In no area is this denial of democratic rights more serious or destructive than in the field of employment-the denial of work or promotion to qualified applicants because of racial or religious considerations.

This committee is now considering a bill (H. R. 4453) to correct that evil. It is not the first of such bills, nor is this the first congressional hearing on the subject. FEPC bills were introduced in the Seventy-eighth, Seventy-ninth, and Eightieth Congresses.

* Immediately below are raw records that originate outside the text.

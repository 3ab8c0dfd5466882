//! `accounts` command

use std::io::Write;

use anyhow::Result;
use journal_core::Journal;

/// List configured accounts with the number of records stored for each
pub fn cmd_accounts<W: Write>(journal: &Journal, out: &mut W) -> Result<()> {
    let stored = journal.accounts()?;
    let configured = journal.configured_accounts();

    if configured.is_empty() {
        writeln!(out, "No accounts configured.")?;
        return Ok(());
    }

    writeln!(out, "🏦 Accounts ({}):", configured.len())?;
    writeln!(out)?;
    let width = configured.iter().map(|a| a.number.len()).max().unwrap_or(0);
    for account in configured {
        let records = stored
            .iter()
            .find(|s| s.account.number == account.number)
            .map(|s| s.records)
            .unwrap_or(0);
        writeln!(
            out,
            "   {:<width$} │ {:>8} │ {}",
            account.number,
            records,
            account.name,
            width = width
        )?;
    }
    Ok(())
}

In 1944 the House Committee on Labor held public hearings on H. R. 3986, H. R. 4004, and H. R. 4005, three identical FEPC bills, while in the same year a subcommittee of the Senate Committee on Education and Labor held public hearings on S. 2048. All the witnesses who appeared at these hearings supported the pending legislation, and both committees reported the bills favorably (H. Rept. No. 2016, Dec. 4, 1944; S. Rept. No. 1109, Sept. 20, 1944). During the Seventy-ninth Congress public hearings were held by a subcommittee of the Senate Committee on Education and Labor on S. 101 and S. 459. The committee reported favorably S. 101 (Rept. No. 290, May 24, 1945). Again all the witnesses testifying before the committee supported the legislation. The House Committee on Labor of the Seventy-ninth Congress, without holding public hearings, reported favorably H. R. 2232 (Rept. No. 187, Feb. 20, 1945). The Eightieth Congress again considered FEPC legislation. A subcommittee of the Senate Committee on Labor and Public Welfare held extensive hearings on S. 984. An overwhelming majority of the witnesses testifying before the committee supported the legislation, the only opposition witnesses being two public officials in the State of Mississippi and a representative of an organization of southern businessmen. The Senate Committee on Labor and Public Welfare reported favorably S. 984 (Rept. No. 951, Mar. 2, 1948).

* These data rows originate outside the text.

//! Rule-based classification of records into groups
//!
//! Rules are tried in configuration order, in two passes: pinned record IDs
//! first, then text patterns. The first matching rule decides the group, or
//! drops the record if the rule discards. Records no rule claims fall into
//! the default group.

use std::cmp::Reverse;
use std::collections::{BTreeMap, HashSet};

use chrono::NaiveDate;
use regex::Regex;
use serde::Serialize;
use tracing::debug;

use crate::budget::{Budget, Group};
use crate::models::Record;

/// A configured matcher assigning records to a named group
#[derive(Debug, Clone)]
pub struct Rule {
    pub name: String,
    /// Only records of this account number are considered
    pub account: Option<String>,
    pub ids: HashSet<String>,
    pub patterns: Vec<Regex>,
    pub budget: Budget,
    pub slack: i64,
    pub discard: bool,
}

impl Rule {
    pub fn new(name: impl Into<String>) -> Self {
        Self {
            name: name.into(),
            account: None,
            ids: HashSet::new(),
            patterns: Vec::new(),
            budget: Budget::default(),
            slack: 0,
            discard: false,
        }
    }

    fn applies_to(&self, record: &Record) -> bool {
        match self.account.as_deref() {
            None | Some("") => true,
            Some(number) => number == record.account.number,
        }
    }

    fn matches_text(&self, text: &str) -> bool {
        self.patterns.iter().any(|p| p.is_match(text))
    }

    fn group(&self) -> Group {
        Group::new(self.name.clone(), self.budget).with_slack(self.slack)
    }
}

/// Ordered rule set plus the name of the catch-all group
#[derive(Debug, Clone)]
pub struct Classifier {
    rules: Vec<Rule>,
    default_group: String,
}

impl Classifier {
    pub fn new(rules: Vec<Rule>, default_group: impl Into<String>) -> Self {
        Self {
            rules,
            default_group: default_group.into(),
        }
    }

    pub fn rules(&self) -> &[Rule] {
        &self.rules
    }

    pub fn default_group(&self) -> &str {
        &self.default_group
    }

    /// First rule claiming `record`, by pinned ID before any pattern.
    ///
    /// The result borrows only from the classifier, not from `record`.
    pub fn find_rule(&self, record: &Record) -> Option<&Rule> {
        let id = record.id();
        let mut applicable = self.rules.iter().filter(|r| r.applies_to(record));
        applicable
            .clone()
            .find(|r| r.ids.contains(&id))
            .or_else(|| applicable.find(|r| r.matches_text(&record.text)))
    }

    /// Empty group `record` belongs to, or `None` when it is discarded
    pub fn classify(&self, record: &Record) -> Option<Group> {
        match self.find_rule(record) {
            Some(rule) if rule.discard => None,
            Some(rule) => Some(rule.group()),
            None => Some(Group::new(self.default_group.clone(), Budget::default())),
        }
    }

    /// Classify every record, returning groups ordered by name
    pub fn assort(&self, records: impl IntoIterator<Item = Record>) -> Vec<Group> {
        assort_by(records, |r| self.classify(r))
    }

    /// Bucket records by `key` and assort each bucket, newest bucket first
    pub fn assort_period<F>(&self, records: impl IntoIterator<Item = Record>, key: F) -> Vec<Period>
    where
        F: Fn(NaiveDate) -> NaiveDate,
    {
        assort_period_by(records, key, |bucket| self.assort(bucket))
    }
}

/// Group records using `group_of`, dropping those it maps to `None`.
///
/// Groups come back sorted by name; records keep their input order within a
/// group.
pub fn assort_by<F>(records: impl IntoIterator<Item = Record>, mut group_of: F) -> Vec<Group>
where
    F: FnMut(&Record) -> Option<Group>,
{
    let mut groups: BTreeMap<String, Group> = BTreeMap::new();
    let mut discarded = 0usize;
    for record in records {
        match group_of(&record) {
            Some(group) => groups
                .entry(group.name.clone())
                .or_insert(group)
                .records
                .push(record),
            None => discarded += 1,
        }
    }
    if discarded > 0 {
        debug!("Discarded {} record(s)", discarded);
    }
    groups.into_values().collect()
}

/// Records of one calendar bucket, classified independently
#[derive(Debug, Clone, Serialize)]
pub struct Period {
    pub time: NaiveDate,
    pub groups: Vec<Group>,
}

pub fn assort_period_by<K, A>(
    records: impl IntoIterator<Item = Record>,
    key: K,
    mut assort: A,
) -> Vec<Period>
where
    K: Fn(NaiveDate) -> NaiveDate,
    A: FnMut(Vec<Record>) -> Vec<Group>,
{
    let mut buckets: BTreeMap<Reverse<NaiveDate>, Vec<Record>> = BTreeMap::new();
    for record in records {
        buckets.entry(Reverse(key(record.time))).or_default().push(record);
    }
    buckets
        .into_iter()
        .map(|(Reverse(time), records)| Period {
            time,
            groups: assort(records),
        })
        .collect()
}

/// Field to order listings by
#[derive(Debug, Clone, Copy, PartialEq, Eq, Default)]
pub enum SortField {
    Group,
    Name,
    #[default]
    Sum,
    Time,
}

/// Order records: text for `Name`, newest first for `Time`, amount otherwise
pub fn sort_records(records: &mut [Record], field: SortField) {
    match field {
        SortField::Name => records.sort_by(|a, b| a.text.cmp(&b.text)),
        SortField::Time => records.sort_by(|a, b| b.time.cmp(&a.time)),
        SortField::Group | SortField::Sum => records.sort_by_key(|r| r.amount),
    }
}

/// Order groups by sum for `Sum`, by name otherwise
pub fn sort_groups(groups: &mut [Group], field: SortField) {
    match field {
        SortField::Sum => groups.sort_by_key(|g| g.sum()),
        _ => groups.sort_by(|a, b| a.name.cmp(&b.name)),
    }
}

In fact, the issue before this committee is not whether discrimination is bad. That is recognized by all but the open advocates of Hitler's racism. The only debatable issues are whether discrimination can be reduced by legislation and whether such legislation should be enacted by State governments, the Federal Government, or both.

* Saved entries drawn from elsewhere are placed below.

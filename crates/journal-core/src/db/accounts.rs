//! Account operations

use rusqlite::{params, Connection, OptionalExtension};
use tracing::debug;

use super::Database;
use crate::error::{Error, Result};
use crate::models::{Account, AccountSummary};

/// Insert accounts whose number is not yet stored, returning how many were new
pub(super) fn insert_accounts(conn: &Connection, accounts: &[Account]) -> Result<usize> {
    let mut stmt = conn.prepare_cached(
        "INSERT INTO accounts (number, name) VALUES (?, ?) ON CONFLICT (number) DO NOTHING",
    )?;
    let mut written = 0;
    for account in accounts {
        written += stmt.execute(params![account.number, account.name])?;
    }
    Ok(written)
}

/// Resolve an account number to its row ID
pub(super) fn account_id(conn: &Connection, number: &str) -> Result<i64> {
    conn.query_row(
        "SELECT id FROM accounts WHERE number = ?",
        params![number],
        |row| row.get(0),
    )
    .optional()?
    .ok_or_else(|| Error::UnknownAccount(number.to_string()))
}

impl Database {
    /// Store accounts not seen before; existing accounts are left untouched
    pub fn add_accounts(&self, accounts: &[Account]) -> Result<usize> {
        let _guard = self.write_lock()?;
        let mut conn = self.conn()?;
        let tx = conn.transaction()?;
        let written = insert_accounts(&tx, accounts)?;
        tx.commit()?;

        debug!("Added {} of {} account(s)", written, accounts.len());
        Ok(written)
    }

    /// List all accounts with their record counts
    pub fn list_accounts(&self) -> Result<Vec<AccountSummary>> {
        let _guard = self.read_lock()?;
        let conn = self.conn()?;
        let mut stmt = conn.prepare(
            r#"
            SELECT a.number, a.name, COUNT(r.id)
            FROM accounts a
            LEFT JOIN records r ON r.account_id = a.id
            GROUP BY a.id
            ORDER BY a.number
            "#,
        )?;

        let accounts = stmt
            .query_map([], |row| {
                Ok(AccountSummary {
                    account: Account {
                        number: row.get(0)?,
                        name: row.get(1)?,
                    },
                    records: row.get(2)?,
                })
            })?
            .collect::<std::result::Result<Vec<_>, _>>()?;

        Ok(accounts)
    }
}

The lesson that government action can be effective to curb discrimination is taught by our experience with the wartime FEPC, by the antidiscrimination laws which were on the books of four States at the beginning of this year, by the addition of at least four more State laws during this year, and by the failure in past years of purely educational techniques. It is driven home by the fact that the President's Committee on Civil Rights, the President's Commission on Higher Education, and the other official bodies which have studied discrimination have uniformly concluded that legislation is appropriate and necessary.

The wartime FEPC did not have full enforcement powers. Nevertheless, it had certain limited sanctions. Its success was due to those sanctions, and the limited nature of its success was due to the fact that its powers were limited.

The favorable experience with State laws was summarized by Mr. Henry Turner, then chairman of the New York State Commission Against Discrimination, in his testimony at the Senate hearings on the Ives-Fulton bill in 1947. He said (p. 329):

"The importance of the sanctions or of the powers of enforcement, to my mind, are quite analogous to the truancy laws which are effective in our educational system. It has compelled people to pay attention to the fact of the existence of the law and the philosophy which it expresses; and, unquestionably, in my opinion, has rendered the processes of conference and conciliation, which have been rather effectively used in the State of New York-it has made them possible." After Mr. Turner delivered his statement, the following colloquy took place (hearings, p. 338):

"Senator SMITH. I value your judgment, Mr. Turner, very highly because you must know from your experience to what extent it is necessary to have legal sanctions behind you in what you are trying to do.

"Mr. TURNER. In our opinion, the conciliation affords the method for getting management and labor groups into conference for the purpose of instituting these conciliation processes and has been greatly aided.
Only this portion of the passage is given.